This Could Crush the Euro in 2016
The European Central Bank’s (ECB) Mario Draghi is no longer dovish in his tone. He has all but confirmed that a rate cut is in the cards, which could depress the EUR to USD exchange rate. Three defining factors are at play here, which bear a negative outlook for the euro to dollar exchange rate in 2016.
Take note that three economic and financial headwinds in the eurozone have triggered the ECB’s desire to cut rates. All these have almost made it inevitable for Draghi to go for monetary stimulus.
Recession Is Here!
The eurozone is struggling with a critical situation of deflation. Inflation currently stands at an unbelievable low of only 0.2%. Low commodity prices are further aggravating this deflationary pressure. (Source: “Mario Draghi defends ECB’s monetary easing policy,” Financial Times, January 25, 2016.)
Now, we all consider inflation to be the mother of all economic evils. This is because of the negative economic connotations it holds. But little is ever said about its evil twin—deflation. Like high inflation, low inflation is also detrimental to the economy’s health. Inflation levels hovering over zero mean low consumer demand. This translates into low economic output and higher unemployment.
In times like these, Draghi has only a limited number of options at his disposal. By limited, I mean one—that is, to cut rates to give some inflationary boost to the economy.
The European markets were firing on all cylinders earlier last year. But come this year, they are now losing their fuel. It is not altogether wrong to say that the winning streak is over for the European stocks. Sure, some of it may have had to do with the Chinese market crash at the beginning of this year. But most of it has to do with the eurozone’s own problems.
The fact of the matter is that the region’s corporate sector is struggling with an economic slowdown. Cuts in earnings guidance have made the future outlook bleaker. In fact, global earnings revisions now mirror the ones seen back in the Great Recession era of 2009. (Source: “Europe Stocks Enter Bear Market Only 9 Months After Record High,” Bloomberg, January 15, 2016.)
With the European markets now on their deathbed, only a stimulus can bring them back to life. There goes the second factor calling for a rate cut.
At the same time, bond yield spreads between corporate bonds and government bonds are widening. The disparity now stands close to the levels seen three years ago. Recall that back then, this region was struggling with the worst phase of its sovereign debt crisis. The similarity is uncanny. (Source: “A Hint of Trouble in European Debt,” The Wall Street Journal, January 18, 2016.)

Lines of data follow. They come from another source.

//! Cache-layer introspection
//!
//! The dataset's cache summary is the engine-reported `cacheStates` of the
//! runtime merged with a [`CacheStateSnapshot`] produced by a
//! [`CacheInspector`]. The snapshot is taken once per reconcile pass and
//! handed to the dataset synchronizer as a value; the controller keeps no
//! cache state between passes.

use std::collections::BTreeMap;

use async_trait::async_trait;

#[cfg(test)]
use mockall::automock;

use cachegrid_common::crd::{CacheRuntime, CacheStateName};
use cachegrid_common::Error;

/// Immutable cache summary for one reconcile pass
#[derive(Clone, Debug, Default, PartialEq)]
pub struct CacheStateSnapshot {
    /// Cache states that override the runtime-reported ones
    pub states: BTreeMap<CacheStateName, String>,
    /// Number of files in the dataset, when known
    pub file_num: Option<i64>,
}

impl CacheStateSnapshot {
    /// Merge over the engine-reported states; snapshot values win
    pub fn merged_over(
        &self,
        reported: &BTreeMap<CacheStateName, String>,
    ) -> BTreeMap<CacheStateName, String> {
        let mut merged = reported.clone();
        merged.extend(self.states.iter().map(|(k, v)| (*k, v.clone())));
        merged
    }
}

/// Source of cache-layer statistics for a runtime
#[cfg_attr(test, automock)]
#[async_trait]
pub trait CacheInspector: Send + Sync {
    /// Take a snapshot of the runtime's cache
    async fn inspect(&self, runtime: &CacheRuntime) -> Result<CacheStateSnapshot, Error>;
}

/// Inspector that derives what it can from the runtime status alone.
///
/// Computes `cachedPercentage` from the `cached` and `cacheCapacity`
/// quantities the engine reports.
#[derive(Clone, Copy, Debug, Default)]
pub struct StatusCacheInspector;

#[async_trait]
impl CacheInspector for StatusCacheInspector {
    async fn inspect(&self, runtime: &CacheRuntime) -> Result<CacheStateSnapshot, Error> {
        let mut snapshot = CacheStateSnapshot::default();
        let Some(status) = runtime.status.as_ref() else {
            return Ok(snapshot);
        };

        let cached = status
            .cache_states
            .get(&CacheStateName::Cached)
            .and_then(|q| parse_quantity(q));
        let capacity = status
            .cache_states
            .get(&CacheStateName::CacheCapacity)
            .and_then(|q| parse_quantity(q));

        if let (Some(cached), Some(capacity)) = (cached, capacity) {
            if capacity > 0 {
                let percentage = cached as f64 * 100.0 / capacity as f64;
                snapshot.states.insert(
                    CacheStateName::CachedPercentage,
                    format!("{percentage:.1}%"),
                );
            }
        }
        Ok(snapshot)
    }
}

/// Parse a byte quantity such as `512B`, `1.5GiB`, or `20Gi` into bytes.
///
/// Binary suffixes only, which is what the caching engine reports.
pub fn parse_quantity(quantity: &str) -> Option<u64> {
    let quantity = quantity.trim();
    let split = quantity
        .find(|c: char| !(c.is_ascii_digit() || c == '.'))
        .unwrap_or(quantity.len());
    let (number, unit) = quantity.split_at(split);
    let value: f64 = number.parse().ok()?;

    let multiplier: u64 = match unit.trim() {
        "" | "B" => 1,
        "KiB" | "Ki" | "KB" => 1 << 10,
        "MiB" | "Mi" | "MB" => 1 << 20,
        "GiB" | "Gi" | "GB" => 1 << 30,
        "TiB" | "Ti" | "TB" => 1 << 40,
        "PiB" | "Pi" | "PB" => 1 << 50,
        _ => return None,
    };
    Some((value * multiplier as f64).round() as u64)
}
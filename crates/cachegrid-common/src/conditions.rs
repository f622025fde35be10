//! Condition ledger
//!
//! Append/update semantics for typed status conditions. A condition list
//! holds at most one entry per type. Upserting a type that already exists
//! replaces it in place: when the status value is unchanged only reason and
//! message are refreshed and the transition time is kept; when the status
//! flips the transition time moves to the new condition's timestamp.
//!
//! Everything here is pure. Persisting the result is the caller's job and
//! goes through [`crate::retry::update_on_conflict`].

use crate::crd::Condition;

/// Return `conditions` with `new` merged in.
pub fn upsert<T>(conditions: &[Condition<T>], new: Condition<T>) -> Vec<Condition<T>>
where
    T: PartialEq + Clone,
{
    let mut merged = conditions.to_vec();
    upsert_in_place(&mut merged, new);
    merged
}

/// Merge `new` into `conditions` in place.
///
/// Position of an existing entry is preserved. Any duplicate entries of the
/// same type left over from older writers are collapsed into the first one.
pub fn upsert_in_place<T>(conditions: &mut Vec<Condition<T>>, new: Condition<T>)
where
    T: PartialEq,
{
    let Some(index) = conditions.iter().position(|c| c.type_ == new.type_) else {
        conditions.push(new);
        return;
    };

    let mut seen = false;
    conditions.retain(|c| {
        if c.type_ != new.type_ {
            return true;
        }
        let first = !seen;
        seen = true;
        first
    });

    let existing = &mut conditions[index];
    if existing.status == new.status {
        existing.reason = new.reason;
        existing.message = new.message;
    } else {
        *existing = new;
    }
}

/// Find a condition by type
pub fn find<'a, T>(conditions: &'a [Condition<T>], type_: &T) -> Option<&'a Condition<T>>
where
    T: PartialEq,
{
    conditions.iter().find(|c| &c.type_ == type_)
}
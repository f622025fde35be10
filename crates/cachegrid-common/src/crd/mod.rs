//! Custom Resource Definitions for cachegrid
//!
//! This module contains all CRD definitions used by the cachegrid controller.

mod dataset;
mod runtime;
mod types;

pub use dataset::{
    AccessStatus, Dataset, DatasetSpec, DatasetStatus, Mount, RuntimeRef, RUNTIME_CATEGORY,
};
pub use runtime::{
    CacheRuntime, CacheRuntimeSpec, CacheRuntimeStatus, ComponentSpec, GatewaySpec,
    GatewayStatus, ScalingPolicy, DEFAULT_GATEWAY_PORT,
};
pub use types::{
    reasons, CacheStateName, Condition, ConditionStatus, DatasetConditionType, DatasetPhase,
    RuntimeConditionType, RuntimePhase,
};
//! Controller configuration
//!
//! Knobs the operator binary materialises from its CLI/environment. The
//! reconcilers read them from the [`crate::Context`]; nothing here touches
//! the environment directly.

use std::time::Duration;

use cachegrid_common::retry::RetryConfig;

/// Requeue after a pass that found every component Ready
pub const DEFAULT_READY_REQUEUE: Duration = Duration::from_secs(60);

/// Requeue after a pass that found a component NotReady
pub const DEFAULT_NOT_READY_REQUEUE: Duration = Duration::from_secs(10);

/// Requeue after a pass that gave up on a contended status write
pub const DEFAULT_CONFLICT_REQUEUE: Duration = Duration::from_secs(1);

/// Requeue after any other failed pass
pub const DEFAULT_ERROR_REQUEUE: Duration = Duration::from_secs(30);

/// Runtime configuration of the cachegrid controller
#[derive(Clone, Debug)]
pub struct ControllerConfig {
    /// Namespace to watch; None watches the whole cluster
    pub watch_namespace: Option<String>,
    /// Bound and backoff of the optimistic status-write loop
    pub status_retry: RetryConfig,
    /// Requeue interval when every component is Ready
    pub ready_requeue: Duration,
    /// Requeue interval when a component is not Ready yet
    pub not_ready_requeue: Duration,
    /// Requeue interval after exhausting status-write retries
    pub conflict_requeue: Duration,
    /// Requeue interval after any other error
    pub error_requeue: Duration,
}

impl Default for ControllerConfig {
    fn default() -> Self {
        Self {
            watch_namespace: None,
            status_retry: RetryConfig::for_conflicts(),
            ready_requeue: DEFAULT_READY_REQUEUE,
            not_ready_requeue: DEFAULT_NOT_READY_REQUEUE,
            conflict_requeue: DEFAULT_CONFLICT_REQUEUE,
            error_requeue: DEFAULT_ERROR_REQUEUE,
        }
    }
}

impl ControllerConfig {
    /// Override the number of attempts of each status write
    pub fn with_status_retry_attempts(mut self, attempts: u32) -> Self {
        self.status_retry.max_attempts = attempts;
        self
    }

    /// Requeue interval for a pass that completed without error
    pub fn requeue_after(&self, all_ready: bool) -> Duration {
        if all_ready {
            self.ready_requeue
        } else {
            self.not_ready_requeue
        }
    }

    /// Fast settings for tests: millisecond backoff
    #[cfg(test)]
    pub fn for_testing() -> Self {
        Self {
            status_retry: RetryConfig {
                max_attempts: 5,
                initial_delay: Duration::from_millis(1),
                max_delay: Duration::from_millis(2),
                backoff_multiplier: 2.0,
            },
            ..Default::default()
        }
    }
}

#[cfg(test)]
mod tests {
    use super::*;

    #[test]
    fn defaults_are_bounded() {
        let config = ControllerConfig::default();
        assert!(config.status_retry.max_attempts > 0);
        assert!(config.not_ready_requeue < config.ready_requeue);
        assert!(config.watch_namespace.is_none());
    }

    #[test]
    fn requeue_depends_on_readiness() {
        let config = ControllerConfig::default();
        assert_eq!(config.requeue_after(true), DEFAULT_READY_REQUEUE);
        assert_eq!(config.requeue_after(false), DEFAULT_NOT_READY_REQUEUE);
    }

    #[test]
    fn retry_attempts_override() {
        let config = ControllerConfig::default().with_status_retry_attempts(9);
        assert_eq!(config.status_retry.max_attempts, 9);
    }
}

Rising yields mean one thing: European corporations will struggle to pay back their debt. The reason being that industrial activity is slowing and so are their profits.

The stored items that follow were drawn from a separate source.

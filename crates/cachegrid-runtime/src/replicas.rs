//! Worker replica sync
//!
//! Compares the declared worker count with the worker group and records the
//! direction of any difference as a `RuntimeWorkersScaledOut` or
//! `RuntimeWorkersScaledIn` condition. The condition message is derived from
//! the two counts only, so a difference that has not been absorbed yet
//! upserts the same condition and causes no write. Under the managed scaling
//! policy the worker StatefulSet is then resized to the declared count.

use kube::runtime::events::EventType;
use kube::Resource;
use tracing::{debug, info, warn};

use cachegrid_common::conditions;
use cachegrid_common::crd::{
    reasons, CacheRuntime, CacheRuntimeStatus, Condition, ConditionStatus, RuntimeConditionType,
    ScalingPolicy,
};
use cachegrid_common::events::actions;
use cachegrid_common::retry::{update_on_conflict, UpdateOutcome};
use cachegrid_common::{Error, ObjectKey};

use crate::accessor::Observation;
use crate::component::Component;
use crate::controller::Context;

/// Direction of a pending worker resize
#[derive(Clone, Copy, Debug, PartialEq, Eq)]
pub enum ScaleDirection {
    /// Declared count is above the worker group's replicas
    Out,
    /// Declared count is below the worker group's replicas
    In,
    /// Counts agree
    None,
}

impl ScaleDirection {
    fn condition_type(&self) -> Option<RuntimeConditionType> {
        match self {
            Self::Out => Some(RuntimeConditionType::WorkersScaledOut),
            Self::In => Some(RuntimeConditionType::WorkersScaledIn),
            Self::None => None,
        }
    }

    fn opposite(&self) -> Option<RuntimeConditionType> {
        match self {
            Self::Out => Some(RuntimeConditionType::WorkersScaledIn),
            Self::In => Some(RuntimeConditionType::WorkersScaledOut),
            Self::None => None,
        }
    }

    fn verb(&self) -> &'static str {
        match self {
            Self::Out => "out",
            Self::In => "in",
            Self::None => "nowhere",
        }
    }

    /// Scale condition for a resize from `from` to `to` replicas
    pub fn condition(&self, from: i32, to: i32) -> Option<Condition<RuntimeConditionType>> {
        let reason = match self {
            Self::Out => reasons::WORKERS_SCALED_OUT,
            Self::In => reasons::WORKERS_SCALED_IN,
            Self::None => return None,
        };
        let type_ = self.condition_type()?;
        Some(Condition::new(
            type_,
            ConditionStatus::True,
            reason,
            format!("The workers are scaled {} from {from} to {to}.", self.verb()),
        ))
    }
}

/// Direction from the worker group's replicas toward the declared count
pub fn scale_direction(declared: i32, group_desired: i32) -> ScaleDirection {
    match declared.cmp(&group_desired) {
        std::cmp::Ordering::Greater => ScaleDirection::Out,
        std::cmp::Ordering::Less => ScaleDirection::In,
        std::cmp::Ordering::Equal => ScaleDirection::None,
    }
}

/// Upsert the scale condition and retire a True opposite one.
///
/// Returns true when the scale condition itself changed.
fn record_scale(
    status: &mut CacheRuntimeStatus,
    direction: ScaleDirection,
    condition: Condition<RuntimeConditionType>,
) -> bool {
    let changed = status
        .condition(condition.type_)
        .map_or(true, |c| c.status != condition.status || c.message != condition.message);
    conditions::upsert_in_place(&mut status.conditions, condition);

    if let Some(opposite) = direction.opposite() {
        if status.condition(opposite).is_some_and(|c| c.is_true()) {
            let superseded = Condition::new(
                opposite,
                ConditionStatus::False,
                reasons::SCALE_SUPERSEDED,
                format!("Superseded by a scale {}.", direction.verb()),
            );
            conditions::upsert_in_place(&mut status.conditions, superseded);
        }
    }
    changed
}

/// Sync worker counters and scale conditions, resizing the worker group
/// under [`ScalingPolicy::Managed`].
///
/// A missing worker group is left to the health check, which records it as
/// NotReady. A legacy worker layout is skipped.
pub async fn sync_replicas(ctx: &Context, key: &ObjectKey) -> Result<ScaleDirection, Error> {
    let worker = ctx.accessor().observe_component(key, Component::Worker).await?;
    sync_observed_replicas(ctx, key, &worker).await
}

/// [`sync_replicas`] against an already observed worker group
pub async fn sync_observed_replicas(
    ctx: &Context,
    key: &ObjectKey,
    worker: &Observation,
) -> Result<ScaleDirection, Error> {
    let accessor = ctx.accessor();
    let group = match worker {
        Observation::Present(group) => *group,
        Observation::Missing => {
            debug!(runtime = %key, "worker group not created yet, skipping replica sync");
            return Ok(ScaleDirection::None);
        }
        Observation::Deprecated(message) => {
            warn!(runtime = %key, %message, "skipping replica sync");
            return Ok(ScaleDirection::None);
        }
    };

    let mut declared = group.desired;
    let mut policy = ScalingPolicy::Managed;
    let mut direction = ScaleDirection::None;
    let mut announced: Option<Condition<RuntimeConditionType>> = None;

    let outcome = update_on_conflict(
        &ctx.config.status_retry,
        "sync_replicas",
        || accessor.runtime(key),
        |rt: &mut CacheRuntime| {
            declared = rt.spec.worker.desired_replicas();
            policy = rt.spec.scaling;
            direction = scale_direction(declared, group.desired);
            announced = None;

            let status = rt.status.get_or_insert_with(Default::default);
            status.desired_worker_number_scheduled = declared;
            status.current_worker_number_scheduled = group.current_scheduled;

            if let Some(condition) = direction.condition(group.desired, declared) {
                if record_scale(status, direction, condition.clone()) {
                    announced = Some(condition);
                }
            }
            Ok(())
        },
        |rt: CacheRuntime| async move { ctx.kube.write_runtime_status(&rt).await },
    )
    .await?;

    if let (UpdateOutcome::Updated(rt), Some(condition)) = (&outcome, &announced) {
        info!(
            runtime = %key,
            from = group.desired,
            to = declared,
            reason = %condition.reason,
            "worker scale detected"
        );
        ctx.events
            .publish(
                &rt.object_ref(&()),
                EventType::Normal,
                &condition.reason,
                actions::SCALE,
                Some(condition.message.clone()),
            )
            .await;
    }

    if direction != ScaleDirection::None && policy == ScalingPolicy::Managed {
        let name = Component::Worker.group_name(&key.name);
        ctx.kube
            .scale_stateful_set(&key.namespace, &name, declared)
            .await?;
        debug!(runtime = %key, group = %name, replicas = declared, "worker group resized");
    }

    Ok(direction)
}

In other words, companies will find it costly to raise capital from the bond markets. But a rate cut will help, won’t it? With this, we come full circle with our reasoning for Draghi’s push for a rate cut.
Needless to say, the most obvious outcome of this move will be a decline in the EUR to USD exchange rate. The U.S. Federal Reserve may have done the world a favor by not raising rates this month. Another rate hike could have put further downward pressure on peer currencies.
But here’s the real scary part…
Fed Chair Janet Yellen has not completely ruled out the likelihood of a future hike later this year. If the Fed raises rates again while the ECB is loosening its policy, expect the euro to dollar exchange rate to plummet.